Founded in 2019, Singapore-based Greywing was created to help ship operators and other members of the maritime industry make critical decisions. It includes tools for crew change management, predictive reporting of potential risks like piracy and pandemic-related travel restriction updates. Today Greywing announced the launch of a new solution that will help vessel operators track carbon emissions created by crew changes, along with $2.5 million in seed funding. Investors include Flexport, Transmedia Capital, Signal Ventures, Motion Ventures, Rebel Ventures, Y Combinator (Greywing was part of its winter 2021 batch) and Entrepreneur First.
Greywing now enables vessel operators to estimate the potential carbon impact of a crew change before it happens.
The carbon emissions tool takes in data like the current locations of individual crew members, their home ports and potential routing changes. When waypoints are entered, the platform scans for flights that crew members can take. The amount of carbon emissions a flight will create is listed along with its price, so ship operators can book flights that will lower total emissions created without significantly impacting an operation’s costs.
Chief executive officer Nick Clarke explained in an email that 3% of global emissions come from shipping, and about a third of that comes from “scope 3” emissions, or the carbon footprint of factors outside the vessel’s fuel outputs, including crew changes. Many vessel operators are committed to bringing down carbon emissions for ethical reasons; they also need to comply with the International Maritime Organization 2030 and 2050 Decarbonization Targets.
The release of the carbon emissions tool comes three months after Greywing launched Crew Change to help shipping companies manage testing, quarantine and other COVID-19 regulations for their crew members.
Greywing was created in 2019 after founders Clarke and chief technology officer Hrishi Olickel met at Entrepreneurs First in Singapore. Olickel told TechCrunch in an email that before joining the program, which matches potential co-founders, he “knew almost nothing about the maritime industry” because his background was in parametric insurance and robotics.

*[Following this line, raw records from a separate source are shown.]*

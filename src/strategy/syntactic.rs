//! Fuzzy title matching over an in-memory, per-entity index
//!
//! Titles are analyzed into a single compact keyword (lowercase, diacritics
//! dropped, everything but letters and digits removed) and compared with
//! optimal string alignment distance. Short or single-word titles match too
//! easily on their own, so they additionally require a shared author last
//! name.

use super::traits::{Candidates, SimilarityStrategy, StrategyResult};
use crate::config::SyntacticConfig;
use crate::dedup::{all_common_titles, fold_compact, identifiers_from_same_source, normalize};
use crate::model::{Entity, Reference, SimilarityResult};
use async_trait::async_trait;
use dashmap::DashMap;
use std::collections::{HashMap, HashSet};
use strsim::osa_distance;
use tracing::debug;

pub const TITLE_SYNTACTIC_NAME: &str = "Title syntactic similarity";

struct IndexedReference {
    reference: Reference,
    analyzed_titles: Vec<String>,
    last_names: HashSet<String>,
}

impl IndexedReference {
    fn new(reference: &Reference) -> Self {
        Self {
            reference: reference.clone(),
            analyzed_titles: analyzed_titles(reference),
            last_names: normalized_last_names(reference),
        }
    }
}

fn analyzed_titles(reference: &Reference) -> Vec<String> {
    reference
        .title_values()
        .map(fold_compact)
        .filter(|t| !t.is_empty())
        .collect()
}

fn normalized_last_names(reference: &Reference) -> HashSet<String> {
    reference
        .last_names()
        .iter()
        .map(|name| normalize(name))
        .filter(|name| !name.is_empty())
        .collect()
}

pub struct TitleSyntacticStrategy {
    max_edit_distance: usize,
    min_meaningful_title_length: usize,
    common_titles: Vec<String>,
    /// Outer key: main entity id, inner key: unique identifier
    index: DashMap<String, HashMap<String, IndexedReference>>,
}

impl TitleSyntacticStrategy {
    pub fn new(config: &SyntacticConfig) -> Self {
        Self {
            max_edit_distance: config.max_edit_distance,
            min_meaningful_title_length: config.min_meaningful_title_length,
            common_titles: config.common_titles.clone(),
            index: DashMap::new(),
        }
    }

    /// A single word, or too short once analyzed
    fn is_meaningless(&self, title: &str, analyzed: &str) -> bool {
        title.split_whitespace().count() <= 1
            || analyzed.chars().count() < self.min_meaningful_title_length
    }

    /// Best score over every title pair within the edit distance, if any.
    fn best_score(
        &self,
        query: &[(String, bool)],
        query_last_names: &HashSet<String>,
        candidate: &IndexedReference,
    ) -> Option<f64> {
        let shares_author = !query_last_names.is_disjoint(&candidate.last_names);
        let mut best: Option<f64> = None;
        for (analyzed, meaningless) in query {
            if *meaningless && !shares_author {
                continue;
            }
            for other in &candidate.analyzed_titles {
                let distance = osa_distance(analyzed, other);
                if distance > self.max_edit_distance {
                    continue;
                }
                let longest = analyzed.chars().count().max(other.chars().count());
                let score = 1.0 - distance as f64 / longest as f64;
                if best.map_or(true, |b| score > b) {
                    best = Some(score);
                }
            }
        }
        best
    }
}

impl Default for TitleSyntacticStrategy {
    fn default() -> Self {
        Self::new(&SyntacticConfig::default())
    }
}

#[async_trait]
impl SimilarityStrategy for TitleSyntacticStrategy {
    fn name(&self) -> &str {
        TITLE_SYNTACTIC_NAME
    }

    async fn load_reference(&self, entity: &Entity, reference: &Reference) -> StrategyResult<()> {
        let entity_id = entity.main_entity_id()?.to_string();
        self.index
            .entry(entity_id)
            .or_default()
            .insert(reference.unique_identifier(), IndexedReference::new(reference));
        Ok(())
    }

    async fn get_similar_references(
        &self,
        entity: &Entity,
        reference: &Reference,
    ) -> StrategyResult<Candidates> {
        let entity_id = entity.main_entity_id()?;
        let identifier = reference.unique_identifier();
        let query: Vec<(String, bool)> = reference
            .title_values()
            .map(|title| {
                let analyzed = fold_compact(title);
                let meaningless = self.is_meaningless(title, &analyzed);
                (analyzed, meaningless)
            })
            .filter(|(analyzed, _)| !analyzed.is_empty())
            .collect();
        let query_last_names = normalized_last_names(reference);

        let mut scored: Vec<(f64, Reference)> = Vec::new();
        if let Some(entries) = self.index.get(entity_id) {
            for (key, candidate) in entries.iter() {
                if *key == identifier
                    || identifiers_from_same_source(reference, &candidate.reference)
                {
                    continue;
                }
                let Some(score) = self.best_score(&query, &query_last_names, candidate) else {
                    continue;
                };
                let titles = reference.title_values().chain(candidate.reference.title_values());
                if all_common_titles(titles, &self.common_titles) {
                    debug!(target_ref = %key, "common titles only, skipped");
                    continue;
                }
                scored.push((score, candidate.reference.clone()));
            }
        }

        scored.sort_by(|a, b| {
            b.0.total_cmp(&a.0)
                .then_with(|| a.1.unique_identifier().cmp(&b.1.unique_identifier()))
        });
        let source = reference.clone();
        let results: Vec<SimilarityResult> = scored
            .into_iter()
            .map(|(score, target)| SimilarityResult::new(source.clone(), target, TITLE_SYNTACTIC_NAME, score))
            .collect();
        Ok(Box::new(results.into_iter()))
    }
}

“What drew me to Greywing’s mission was Nick and the realization that maritime was an essential industry on the verge of digitalization where we could make a difference,” he said.
Greywing was created to reduce the amount of work vessel operators need to do while preparing for a voyage. It draws in data from private and public sources, and turns it into user-friendly and navigable reports (the platform was designed to be mobile first). “Until our operating system came around, decision makers were being fed all of these critical details from separate channels and managing them on different platforms—emails, rudimentary vessel tracking systems, HR ERP, phone calls or even Excel spreadsheets,” Clarke said. “As you can imagine, it can be difficult to digest all these data points and turn them into actionable intelligence,” especially when one wrong decision can be costly, damaging to the environment or dangerous for crew members.
Olickel added that Greywing’s aim is to “move from idle information reporting, which is where the industry currently sits, to real-time decision making and on to predictive alerts,” which is why the startup built its carbon emissions and Crew Change tools.
The new round of funding will enable Greywing to tap into more maritime data sources and develop intelligent vessel management systems that will become more autonomous as the platform’s algorithms increase in complexity.
“Ultimately, this round of funding will help us to use Greywing’s solution to spark a movement within the shipping industry so we can tackle 1% of global carbon emissions that would otherwise go untouched,” said Clarke. “We are already working to have our solution deployed on over 2,000 vessels, which adds up to 3.5% of the world’s commercial fleet. This will remove over 230,000 tonnes of carbon from the earth’s atmosphere; the equivalent of taking seven vessels off our oceans.”